I have asked this particular question multiple times and get varied answers from VPS providers, Control panel Vendors etc., I would love to get the definitive answer from the LetsEncrypt community.
I have multiple servers serving the same Wordpress websites in different worldwide geographic regions. The websites are served to the clients from the nearest server dependent on their geographic location. It works very well and loading speeds are very fast as a result. Is it possible to have LetsEncrypt certificates installed on each server for each domain without creating conflicts?
One of the issues you need to tackle is the authorization challenge, as it’s not know which server will serve the request coming from Let’s Encrypt if you want to use the http-01 or tls-sni-01 challenge. Therefore, only the DNS challenge will be useful in this use case I recon.
Do you want a certificate for every server? Or distribute one single cert among the servers?
I believe the conflict exists as different certs on different servers will fail as each cert was created independently and so as each cert is challenged it will invariably fail. I honestly don’t know which is the best way to go. I don’t necessarily need a different cert on each server and one cert for all servers would be great.

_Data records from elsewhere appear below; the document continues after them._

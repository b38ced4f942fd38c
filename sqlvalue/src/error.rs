//! Error handling.
//!
//! Errors can happen in one of a few different phases:
//!
//! * preparing a query
//! * executing a query
//! * encoding the query parameters
//! * retrieving values from the results
//!
//! Use the `kind()` method on [`Error`] to find out
//! which step it was.  If we have an underlying database
//! error it can be retrieved with the `inner()` method, and
//! a failed value conversion with `value_error()`.

use crate::value::ValueError;

/// An error that occurred when trying to use the database.
#[derive(Debug, Clone)]
pub struct Error<ClientError> {
    message: String,
    kind: ErrorKind,
    inner: Option<ClientError>,
    value: Option<ValueError>,
}

impl<ClientError> Error<ClientError> {
    pub fn kind(&self) -> ErrorKind {
        self.kind
    }

    pub fn inner(&self) -> Option<&ClientError> {
        self.inner.as_ref()
    }

    pub fn value_error(&self) -> Option<&ValueError> {
        self.value.as_ref()
    }

    fn new<S: Into<String>>(kind: ErrorKind, message: S, inner: Option<ClientError>) -> Self {
        Error {
            message: message.into(),
            kind,
            inner,
            value: None,
        }
    }

    fn from_value(kind: ErrorKind, context: &str, value: ValueError) -> Self {
        Error {
            message: format!("{context}: {value}"),
            kind,
            inner: None,
            value: Some(value),
        }
    }

    pub fn from_column_str<S: Into<String>>(message: S, inner: Option<ClientError>) -> Self {
        Self::new(ErrorKind::FromColumn, message, inner)
    }

    pub fn prepare_str<S: Into<String>>(message: S, inner: Option<ClientError>) -> Self {
        Self::new(ErrorKind::Prepare, message, inner)
    }

    pub fn query_str<S: Into<String>>(message: S, inner: Option<ClientError>) -> Self {
        Self::new(ErrorKind::Query, message, inner)
    }

    /// A column value that could not be decoded.
    pub fn from_column_value(column: &str, value: ValueError) -> Self {
        Self::from_value(ErrorKind::FromColumn, &format!("column {column}"), value)
    }

    /// A query parameter that could not be encoded.
    pub fn to_param(index: usize, value: ValueError) -> Self {
        Self::from_value(ErrorKind::ToParam, &format!("parameter ${}", index + 1), value)
    }
}

impl<ClientError: std::fmt::Display> Error<ClientError> {
    pub fn from_column(inner: ClientError) -> Self {
        let message = inner.to_string();
        Self::from_column_str(message, Some(inner))
    }

    pub fn prepare(inner: ClientError) -> Self {
        let message = inner.to_string();
        Self::prepare_str(message, Some(inner))
    }

    pub fn query(inner: ClientError) -> Self {
        let message = inner.to_string();
        Self::query_str(message, Some(inner))
    }
}

impl<ClientError: std::error::Error + 'static> std::error::Error for Error<ClientError> {
    fn source(&self) -> Option<&(dyn std::error::Error + 'static)> {
        match (&self.inner, &self.value) {
            (Some(inner), _) => Some(inner as &(dyn std::error::Error + 'static)),
            (None, Some(value)) => Some(value as &(dyn std::error::Error + 'static)),
            (None, None) => None,
        }
    }
}

/// What operation prompted the error?
#[derive(Debug, Clone, Copy, PartialEq, Eq, Hash)]
pub enum ErrorKind {
    /// Database error while preparing a query.
    Prepare,

    /// Database error while executing a query.
    Query,

    /// Bad conversion from a database column.
    FromColumn,

    /// Bad conversion to a query parameter.
    ToParam,
}

impl<ClientError> std::fmt::Display for Error<ClientError> {
    fn fmt(&self, f: &mut std::fmt::Formatter) -> std::fmt::Result {
        f.write_str(&self.message)
    }
}

#[cfg(test)]
mod test {
    use super::*;
    use std::error::Error as _;

    #[derive(Debug)]
    struct Boom;

    impl std::fmt::Display for Boom {
        fn fmt(&self, f: &mut std::fmt::Formatter) -> std::fmt::Result {
            f.write_str("boom")
        }
    }

    impl std::error::Error for Boom {}

    #[test]
    fn client_errors_keep_their_message() {
        let error = Error::query(Boom);
        assert_eq!(ErrorKind::Query, error.kind());
        assert_eq!("boom", error.to_string());
        assert!(error.inner().is_some());
        assert!(error.value_error().is_none());
        assert_eq!("boom", error.source().unwrap().to_string());
    }

    #[test]
    fn value_errors_name_the_column() {
        let error = Error::<Boom>::from_column_value("1", ValueError::UnexpectedNull);
        assert_eq!(ErrorKind::FromColumn, error.kind());
        assert_eq!("column 1: unexpected NULL value", error.to_string());
        assert_eq!(Some(&ValueError::UnexpectedNull), error.value_error());
        assert!(error.inner().is_none());
        assert_eq!(
            "unexpected NULL value",
            error.source().unwrap().to_string()
        );
    }

    #[test]
    fn params_are_numbered_from_one() {
        let error = Error::<Boom>::to_param(0, ValueError::InvalidUtf8);
        assert_eq!(ErrorKind::ToParam, error.kind());
        assert_eq!("parameter $1: text value is not valid UTF-8", error.to_string());
    }
}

I don’t mind creating multiple certs or distributing one cert among all servers. The most efficient solution for me is to get it working and avoid any potential mishaps by doing the wrong thing at the beginning.
My alternative if I wasn’t to use LetsEncrypt would be to purchase certs for each domain at $60 each, I would prefer not to go down that route just yet.
Based on your post, if you have a way to securely distribute the private key and the certificate, using DNS auth and distributing the certificate across the servers would probably be the best option for your needs. This, of course, assumes you can automate the challenge in some way.
Thats the thing, I don’t have a method to do this or the knowledge yet to set up the best way to automate the process. I’m all ears and am open to suggestions of how to accomplish this and eager to learn if anyone else has successfully done this.
It depends on how your DNS is set up. Many providers offer an API for changes to be done. You can check with your provider to see if such a feature is available. You’ll need to just set a TXT record to a specified value provided by the Let’s Encrypt servers.
That shouldn’t be a problem as I use an external DNS like Constellix or EdgeDirector. Can anyone give an example of what the setup procedure would be regards the DNS Zone/Records.
The “LE client” that you use (the officlal client is certbot, or there are various alterntives ) will communicate with Let’s Encrypt and obtain a token which is to be added to your DNS records. It will provide this token to you (either printed to the screen, or more commonly as a variable you can use in a script).
You need to add this token as a TXT record in _acme-challenge.yourdomain.com
Adding the token can easily be done using a script if you have a good API to your DNS records.
You then ask Let’s Encrypt to verify the token is there ( the “LE client” will do that) and if it’s correct it will provide you with a certificate.
So one cert issued form LetsEncrypt and one TXT record in the DNS Zone for that domain would be sufficient to cover that domain on all servers?
As it would be irrelevant which location the website is accessed from because the TXT record for that domain will always be available to verify with LetsEncrypt? Is this correct?
Correct. That’s the way I do it ( although not wordpress, but that’s irrelevant ). I obtain one cert (via script) and that same script copies it to all the servers it needs to go on, and reloads the services there. All done in a matter of seconds, automatically.
Not to bypass @serverco here, as he deserves much credit for his client, but you might also be interested in acme.sh, another bash client in the list of clients, of which I know it has many, MANY (currently 14) DNS API integrations built-in.